So why didn’t the Holy Spirit redact this? Why didn’t the Holy Spirit whisper in David’s ear “not your best work,” and have him cut it from the psalm?

The short answer: because God is more complex than AAA roadside assistance. God doesn’t exist simply to help us out of jams. Mercy is an important part of his character, especially for us beneficiaries of it. But it is not the only part. God is perfectly holy and hates that which is not. In his beauty, he hates all ugly things. In his clean-ness he hates that which is dirty.

And God’s hate is like his love. It’s not an action-less emotion that causes him to frown and nothing more. No, when God hates, he does something about it. The Bible (both Old Testament and New) is full of curses for those whom God hates, and they are often bloody, violent things. Furthermore, this is a wonderful part of his character. Because a God who simply frowns at ISIS beheadings, the systematic murder of the unborn, or human trafficking, would not be worthy of any kind of worship.

Yes, God is love. But, he is not just love. When God revealed himself from the burning bush, for instance, he didn’t say “I am love.” He said “I am,” a title which hints at his eternity and the fact there is none like Him.

Would this multi-faceted God, who hates sin, balk at David’s cries for justice? I don’t think so. It is not the only prayer one could pray regarding one’s enemies (“Forgive them for they know not what they do” comes to mind). But David’s call for justice is a prayer we can pray, if we come in the same humility as David.

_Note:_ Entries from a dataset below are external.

//! The built-in laws of boolean algebra.
//!
//! Within a phase, lower tiers hold the stronger laws: a tier is only consulted when every tier
//! below it produced nothing.

use super::{Phase, Traversal};

/// A law as written in the rule pattern notation.
#[derive(Debug, Clone, Copy)]
pub(crate) struct Law {
    pub lhs: &'static str,
    pub rhs: &'static str,
    pub description: &'static str,
    pub tier: u32,
    pub traversal: Traversal,
    pub phase: Phase,
    pub allow_multiple: bool,
}

/// Shorthand for a law with the most common settings: a POST law, tried at the outermost node
/// first, that stops its tier when it applies.
const fn post(lhs: &'static str, rhs: &'static str, description: &'static str, tier: u32) -> Law {
    Law {
        lhs,
        rhs,
        description,
        tier,
        traversal: Traversal::OutsideIn,
        phase: Phase::Post,
        allow_multiple: false,
    }
}

pub(crate) const LAWS: &[Law] = &[
    // expansion
    Law {
        lhs: "!(ItemA + [ItemsB])",
        rhs: "!ItemA . [!ItemsB]",
        description: "De Morgan's law",
        tier: 0,
        traversal: Traversal::OutsideIn,
        phase: Phase::Pre,
        allow_multiple: false,
    },
    Law {
        lhs: "!(ItemA . [ItemsB])",
        rhs: "!ItemA + [!ItemsB]",
        description: "De Morgan's law",
        tier: 0,
        traversal: Traversal::OutsideIn,
        phase: Phase::Pre,
        allow_multiple: false,
    },
    Law {
        lhs: "ItemA . (ItemB + [ItemsC]) . [ItemsD]",
        rhs: "(ItemA . ItemB + [ItemA . ItemsC]) . [ItemsD]",
        description: "Distributive law",
        tier: 1,
        traversal: Traversal::InsideOut,
        phase: Phase::Pre,
        allow_multiple: false,
    },

    // annulment, complement, constants
    post("1 + [ItemsA]", "1", "Annulment law", 0),
    post("0 . [ItemsA]", "0", "Annulment law", 0),
    post("ItemA + !ItemA + [ItemsB]", "1", "Complement law", 0),
    post("ItemA . !ItemA . [ItemsB]", "0", "Complement law", 0),
    post("!0", "1", "Negation of a constant", 0),
    post("!1", "0", "Negation of a constant", 0),
    post("!!ItemA", "ItemA", "Double negation law", 0),

    // identity, idempotence
    post("0 + ItemA + [ItemsB]", "ItemA + [ItemsB]", "Identity law", 1),
    post("1 . ItemA . [ItemsB]", "ItemA . [ItemsB]", "Identity law", 1),
    post("ItemA + ItemA + [ItemsB]", "ItemA + [ItemsB]", "Idempotent law", 1),
    post("ItemA . ItemA . [ItemsB]", "ItemA . [ItemsB]", "Idempotent law", 1),

    // absorption, redundancy
    post("ItemA + ItemA . ItemB . [ItemsC] + [ItemsD]", "ItemA + [ItemsD]", "Absorption law", 2),
    post("ItemA . (ItemA + ItemB + [ItemsC]) . [ItemsD]", "ItemA . [ItemsD]", "Absorption law", 2),
    post(
        "ItemA + !ItemA . ItemB . [ItemsC] + [ItemsD]",
        "ItemA + ItemB . [ItemsC] + [ItemsD]",
        "Redundancy law",
        2,
    ),
    post(
        "!ItemA + ItemA . ItemB . [ItemsC] + [ItemsD]",
        "!ItemA + ItemB . [ItemsC] + [ItemsD]",
        "Redundancy law",
        2,
    ),
    post(
        "ItemA . (!ItemA + ItemB + [ItemsC]) . [ItemsD]",
        "ItemA . (ItemB + [ItemsC]) . [ItemsD]",
        "Redundancy law",
        2,
    ),
    post(
        "!ItemA . (ItemA + ItemB + [ItemsC]) . [ItemsD]",
        "!ItemA . (ItemB + [ItemsC]) . [ItemsD]",
        "Redundancy law",
        2,
    ),

    // factoring, contraction
    Law {
        allow_multiple: true,
        ..post(
            "ItemA . ItemB . [ItemsE] + ItemA . ItemC . [ItemsF] + [ItemsG]",
            "ItemA . (ItemB . [ItemsE] + ItemC . [ItemsF]) + [ItemsG]",
            "Distributive law",
            3,
        )
    },
    Law {
        allow_multiple: true,
        ..post(
            "(ItemA + ItemB + [ItemsE]) . (ItemA + ItemC + [ItemsF]) . [ItemsG]",
            "(ItemA + (ItemB + [ItemsE]) . (ItemC + [ItemsF])) . [ItemsG]",
            "Distributive law",
            3,
        )
    },
    post("!ItemA . [!ItemsB]", "!(ItemA + [ItemsB])", "De Morgan's law", 3),
    post("!ItemA + [!ItemsB]", "!(ItemA . [ItemsB])", "De Morgan's law", 3),
];
use crate::{
    parser::{
        ast::expr::Expr,
        error::{
            EmptyBracket,
            Error,
            MissingOperator,
            RepeatOutsidePattern,
            UnclosedBracket,
            UnexpectedToken,
        },
        token::{CloseSquare, OpenSquare},
        Mode,
        Parse,
        Parser,
    },
    tokenizer::TokenKind,
};
use std::{fmt, ops::Range};

#[cfg(feature = "serde")]
use serde::{Deserialize, Serialize};

/// A repeating group in a rule pattern, such as `[!ItemsB]`. The group stands for any number of
/// operands of the enclosing operator, each of which has the shape of the inner expression.
///
/// Repeating groups are only accepted when the parser is in [`Mode::Pattern`].
#[derive(Debug, Clone, PartialEq, Eq)]
#[cfg_attr(feature = "serde", derive(Serialize, Deserialize))]
pub struct Repeat {
    /// The shape of each repeated operand.
    pub expr: Box<Expr>,

    /// The region of the source code that this group was parsed from, including the brackets.
    pub span: Range<usize>,
}

impl Repeat {
    /// Returns the span of the repeating group.
    pub fn span(&self) -> Range<usize> {
        self.span.clone()
    }
}

impl Parse for Repeat {
    fn parse(input: &mut Parser) -> Result<Self, Error> {
        let open_square = input.try_parse::<OpenSquare>()?;
        if let Ok(close_square) = input.try_parse::<CloseSquare>() {
            return Err(Error::new(
                vec![open_square.span.start..close_square.span.end],
                EmptyBracket,
            ));
        }

        let expr = input.try_parse::<Expr>()?;
        let close_square = match input.peek_kind() {
            Some(TokenKind::CloseSquare) => input.try_parse::<CloseSquare>()?,
            None => return Err(Error::new(vec![open_square.span], UnclosedBracket)),
            Some(kind) if kind.starts_operand() => return Err(input.error(MissingOperator)),
            Some(found) => return Err(input.error(UnexpectedToken {
                expected: &[TokenKind::CloseSquare],
                found,
            })),
        };

        let span = open_square.span.start..close_square.span.end;
        if input.mode() != Mode::Pattern {
            return Err(Error::new(vec![span], RepeatOutsidePattern));
        }

        Ok(Self {
            expr: Box::new(expr),
            span,
        })
    }
}

impl fmt::Display for Repeat {
    fn fmt(&self, f: &mut fmt::Formatter) -> fmt::Result {
        write!(f, "[")?;
        self.expr.fmt(f)?;
        write!(f, "]")
    }
}
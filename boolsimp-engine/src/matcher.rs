//! Matching expression trees against patterns.
//!
//! Matching is non-deterministic: the children of `.` and `+` can be paired with the children of
//! a pattern in many ways, so [`matches`] produces every valid [`Match`], lazily.
//!
//! The children of an n-ary pattern are resolved in this order:
//!
//! 1. Literal operands, such as the `1` in `1 + [ItemsA]`, are paired with an equal child. This
//!    never branches.
//! 2. Wildcards that are already bound consume an equal child. This never branches either.
//! 3. Compound patterns, then unbound wildcards, are tried against each unused child in turn.
//! 4. The children left over are captured by the repeating group, if there is one. Otherwise the
//!    branch fails.

use crate::{expr::Expr, pattern::Pattern};
use std::{collections::HashMap, iter};

/// An assignment of wildcards to the subtrees they matched.
#[derive(Debug, Clone, Default, PartialEq)]
pub struct Match<'a> {
    /// The subtree bound to each single wildcard.
    pub direct: HashMap<&'a str, &'a Expr>,

    /// The subtrees captured by each repeating group. A group that captured nothing is bound to
    /// an empty list.
    pub repeating: HashMap<&'a str, Vec<&'a Expr>>,
}

/// A lazily produced sequence of matches.
pub type Matches<'a> = Box<dyn Iterator<Item = Match<'a>> + 'a>;

fn none<'a>() -> Matches<'a> {
    Box::new(iter::empty())
}

fn one(bindings: Match<'_>) -> Matches<'_> {
    Box::new(iter::once(bindings))
}

/// Returns every way the expression matches the pattern.
pub fn matches<'a>(expr: &'a Expr, pattern: &'a Pattern) -> Matches<'a> {
    match_with(expr, pattern, Match::default())
}

/// Returns every way the expression matches the pattern, extending the given partial match.
pub fn match_with<'a>(expr: &'a Expr, pattern: &'a Pattern, mut bindings: Match<'a>) -> Matches<'a> {
    match (pattern, expr) {
        (Pattern::Wildcard(name), _) => match bindings.direct.get(name.as_str()) {
            Some(bound) if *bound == expr => one(bindings),
            Some(_) => none(),
            None => {
                bindings.direct.insert(name, expr);
                one(bindings)
            },
        },
        (Pattern::Operand(name), Expr::Operand(other)) if name == other => one(bindings),
        (Pattern::Not(inner_pattern), Expr::Not(inner)) => match_with(inner, inner_pattern, bindings),
        (Pattern::Nary(kind, pattern_children), Expr::Nary(other, children)) if kind == other => {
            match_children(children, pattern_children, bindings)
        },
        _ => none(),
    }
}

/// Matches the children of an n-ary operator against the children of an n-ary pattern of the
/// same kind.
fn match_children<'a>(
    children: &'a [Expr],
    pattern_children: &'a [Pattern],
    bindings: Match<'a>,
) -> Matches<'a> {
    let mut used = vec![false; children.len()];
    let mut remaining = Vec::with_capacity(pattern_children.len());
    let mut repeating = None;

    for pattern in pattern_children {
        match pattern {
            Pattern::Operand(name) => {
                let found = children.iter()
                    .enumerate()
                    .position(|(i, child)| !used[i] && matches!(child, Expr::Operand(other) if other == name));
                match found {
                    Some(i) => used[i] = true,
                    None => return none(),
                }
            },
            Pattern::Repeating(name, inner) => repeating = Some((name.as_str(), &**inner)),
            _ => remaining.push(pattern),
        }
    }

    match_remaining(children, used, remaining, repeating, bindings)
}

/// Picks the pattern child to resolve next: a bound wildcard if there is one, then a compound
/// pattern, then an unbound wildcard.
fn pick_next(remaining: &[&Pattern], bindings: &Match) -> Option<usize> {
    let is_bound = |pattern: &Pattern| {
        matches!(pattern, Pattern::Wildcard(name) if bindings.direct.contains_key(name.as_str()))
    };
    let is_compound = |pattern: &Pattern| !matches!(pattern, Pattern::Wildcard(_));

    remaining.iter().position(|pattern| is_bound(*pattern))
        .or_else(|| remaining.iter().position(|pattern| is_compound(*pattern)))
        .or_else(|| if remaining.is_empty() { None } else { Some(0) })
}

fn match_remaining<'a>(
    children: &'a [Expr],
    used: Vec<bool>,
    mut remaining: Vec<&'a Pattern>,
    repeating: Option<(&'a str, &'a Pattern)>,
    bindings: Match<'a>,
) -> Matches<'a> {
    let Some(next) = pick_next(&remaining, &bindings) else {
        return capture_leftovers(children, &used, repeating, bindings);
    };
    let pattern = remaining.remove(next);

    if let Pattern::Wildcard(name) = pattern {
        if let Some(bound) = bindings.direct.get(name.as_str()) {
            let found = children.iter()
                .enumerate()
                .position(|(i, child)| !used[i] && child == *bound);
            return match found {
                Some(i) => {
                    let mut used = used;
                    used[i] = true;
                    match_remaining(children, used, remaining, repeating, bindings)
                },
                None => none(),
            };
        }
    }

    // children equal to one already tried would produce the same matches
    let mut candidates: Vec<usize> = Vec::new();
    for (i, child) in children.iter().enumerate() {
        if !used[i] && !candidates.iter().any(|&j| children[j] == *child) {
            candidates.push(i);
        }
    }

    Box::new(candidates.into_iter().flat_map(move |i| {
        let mut used = used.clone();
        used[i] = true;
        let remaining = remaining.clone();
        match_with(&children[i], pattern, bindings.clone())
            .flat_map(move |bindings| {
                match_remaining(children, used.clone(), remaining.clone(), repeating, bindings)
            })
    }))
}

/// Captures the unused children with the repeating group, if any.
fn capture_leftovers<'a>(
    children: &'a [Expr],
    used: &[bool],
    repeating: Option<(&'a str, &'a Pattern)>,
    bindings: Match<'a>,
) -> Matches<'a> {
    let leftovers = children.iter()
        .zip(used)
        .filter(|(_, used)| !**used)
        .map(|(child, _)| child)
        .collect::<Vec<_>>();

    match repeating {
        Some((name, inner)) => capture(leftovers, name, inner, bindings, Vec::new()),
        None if leftovers.is_empty() => one(bindings),
        None => none(),
    }
}

/// Matches each leftover child against the inner pattern of a repeating group, collecting the
/// subtree bound to the group's element wildcard.
fn capture<'a>(
    mut leftovers: Vec<&'a Expr>,
    name: &'a str,
    inner: &'a Pattern,
    mut bindings: Match<'a>,
    captured: Vec<&'a Expr>,
) -> Matches<'a> {
    if leftovers.is_empty() {
        bindings.repeating.insert(name, captured);
        return one(bindings);
    }

    let child = leftovers.remove(0);
    Box::new(match_with(child, inner, bindings).flat_map(move |mut bindings| {
        // the element wildcard is scoped to this one child
        match bindings.direct.remove(name) {
            Some(element) => {
                let mut captured = captured.clone();
                captured.push(element);
                capture(leftovers.clone(), name, inner, bindings, captured)
            },
            None => none(),
        }
    }))
}

#[cfg(test)]
mod tests {
    use pretty_assertions::assert_eq;
    use super::*;

    fn parse(source: &str) -> Expr {
        source.parse().unwrap()
    }

    fn pattern(source: &str) -> Pattern {
        Pattern::from_source(source).unwrap()
    }

    /// Formats each match as a sorted list of `name=value` pairs, for comparison.
    fn describe(matches: Matches) -> Vec<String> {
        let mut described = matches
            .map(|m| {
                let mut pairs = m.direct.iter()
                    .map(|(name, expr)| format!("{}={}", name, expr))
                    .chain(m.repeating.iter().map(|(name, exprs)| {
                        let mut values = exprs.iter().map(ToString::to_string).collect::<Vec<_>>();
                        values.sort();
                        format!("{}=[{}]", name, values.join(", "))
                    }))
                    .collect::<Vec<_>>();
                pairs.sort();
                pairs.join(" ")
            })
            .collect::<Vec<_>>();
        described.sort();
        described
    }

    #[test]
    fn wildcard_matches_anything() {
        let expr = parse("A . !B");
        let pattern = pattern("ItemX");
        assert_eq!(describe(matches(&expr, &pattern)), vec!["X=A . !B"]);
    }

    #[test]
    fn operand_must_be_equal() {
        let expr = parse("A");
        assert_eq!(matches(&expr, &pattern("1")).count(), 0);
        assert_eq!(matches(&parse("1"), &pattern("1")).count(), 1);
    }

    #[test]
    fn literal_removed_first() {
        let expr = parse("B + 1 + A");
        let pattern = pattern("1 + [ItemsA]");
        assert_eq!(describe(matches(&expr, &pattern)), vec!["A=[A, B]"]);
    }

    #[test]
    fn missing_literal_fails() {
        let expr = parse("A + B");
        assert_eq!(matches(&expr, &pattern("1 + [ItemsA]")).count(), 0);
    }

    #[test]
    fn named_wildcards_must_agree() {
        let pattern = pattern("ItemA + ItemA + [ItemsB]");
        assert_eq!(describe(matches(&parse("C + B + C"), &pattern)), vec!["A=C B=[B]"]);
        assert_eq!(matches(&parse("C + B"), &pattern).count(), 0);
    }

    #[test]
    fn leftovers_without_group_fail() {
        let pattern = pattern("ItemA + !ItemA");
        assert_eq!(matches(&parse("A + !A"), &pattern).count(), 1);
        assert_eq!(matches(&parse("A + !A + B"), &pattern).count(), 0);
    }

    #[test]
    fn empty_group_is_bound() {
        let pattern = pattern("ItemA + !ItemA + [ItemsB]");
        assert_eq!(describe(matches(&parse("!X + X"), &pattern)), vec!["A=X B=[]"]);
    }

    #[test]
    fn every_pairing_is_produced() {
        let pattern = pattern("ItemA + [ItemsB]");
        assert_eq!(describe(matches(&parse("X + Y + Z"), &pattern)), vec![
            "A=X B=[Y, Z]",
            "A=Y B=[X, Z]",
            "A=Z B=[X, Y]",
        ]);
    }

    #[test]
    fn equal_children_tried_once() {
        let pattern = pattern("ItemA + [ItemsB]");
        let expr = Expr::Nary(crate::expr::NaryKind::Or, vec![
            Expr::var("X"),
            Expr::var("X"),
            Expr::var("Y"),
        ]);
        assert_eq!(describe(matches(&expr, &pattern)), vec![
            "A=X B=[X, Y]",
            "A=Y B=[X, X]",
        ]);
    }

    #[test]
    fn group_applies_inner_pattern() {
        let pattern = pattern("!ItemA . [!ItemsB]");
        assert_eq!(describe(matches(&parse("!X . !Y . !(Z + W)"), &pattern)), vec![
            "A=X B=[Y, Z + W]",
            "A=Y B=[X, Z + W]",
            "A=Z + W B=[X, Y]",
        ]);
        assert_eq!(matches(&parse("!X . Y"), &pattern).count(), 0);
    }

    #[test]
    fn nested_operator_pattern() {
        let pattern = pattern("ItemA + ItemA . ItemB . [ItemsC] + [ItemsD]");
        let found = describe(matches(&parse("X + X . Y + Z"), &pattern));
        assert_eq!(found, vec!["A=X B=Y C=[] D=[Z]"]);
    }

    #[test]
    fn compound_children_bind_before_wildcards() {
        let pattern = pattern("ItemA . (ItemB + [ItemsC]) . [ItemsD]");
        let found = describe(matches(&parse("P . (Q + R)"), &pattern));
        assert_eq!(found, vec![
            "A=P B=Q C=[R] D=[]",
            "A=P B=R C=[Q] D=[]",
        ]);
    }

    #[test]
    fn kinds_must_agree() {
        assert_eq!(matches(&parse("A . B"), &pattern("ItemA + ItemB")).count(), 0);
        assert_eq!(matches(&parse("!A"), &pattern("ItemA . ItemB")).count(), 0);
    }

    #[test]
    fn not_descends() {
        let pattern = pattern("!!ItemA");
        assert_eq!(describe(matches(&parse("!!(A + B)"), &pattern)), vec!["A=A + B"]);
        assert_eq!(matches(&parse("!A"), &pattern).count(), 0);
    }

    #[test]
    fn group_inner_uses_outer_binding() {
        // every leftover must contain the factor bound outside the group
        let pattern = Pattern::Nary(crate::expr::NaryKind::Or, vec![
            Pattern::Wildcard("A".to_string()),
            Pattern::Repeating("B".to_string(), Box::new(Pattern::Nary(crate::expr::NaryKind::And, vec![
                Pattern::Wildcard("A".to_string()),
                Pattern::Wildcard("B".to_string()),
            ]))),
        ]);
        let found = describe(matches(&parse("X + X . Y + X . Z"), &pattern));
        assert_eq!(found, vec!["A=X B=[Y, Z]"]);
    }
}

And David does come humbly, even though his words are bold here. He admits his sin twice in the space of this psalm. Verse five reads “O God, you know my folly; the wrongs I have done are not hidden from you.” And again in verse nineteen, “You know my reproach, and my shame and my dishonor.”

I think it is safe to say that David did not know at the time (he does now, of course) how exactly God would reconcile his holy judgement with his promise to be merciful to those who call on him. But David did know in the general sense. We see it in verse eighteen: “redeem me, ransom me.” He knew for it to work, God would have to pay the price himself.

In the violent, bloody execution of Jesus, God satisfied his justice while also extending his mercy. There, God’s hatred was displayed alongside his love. To redact the hatred is to miss not only an important aspect of God’s character, but also to strip that love of its wondrous depth. God’s love is not some trite painting made entirely of pastels, but one with a rich palette of darks and lights.

So praise Him, our God of light and dark, our multifaceted Father who does not suffer sin, evil, or any uncleanness lightly, but will, in the acceptable time, destroy it utterly so that only beauty and right-ness remain. And praise him even more, because he arranged a loving ransom for us in Christ, that we would not be swept away with the rest of his fallen creation. Then a third time, praise him, for imbuing us with his Holy Spirit, who is even now working this destruction of evil inside our own hearts and preparing us for glory.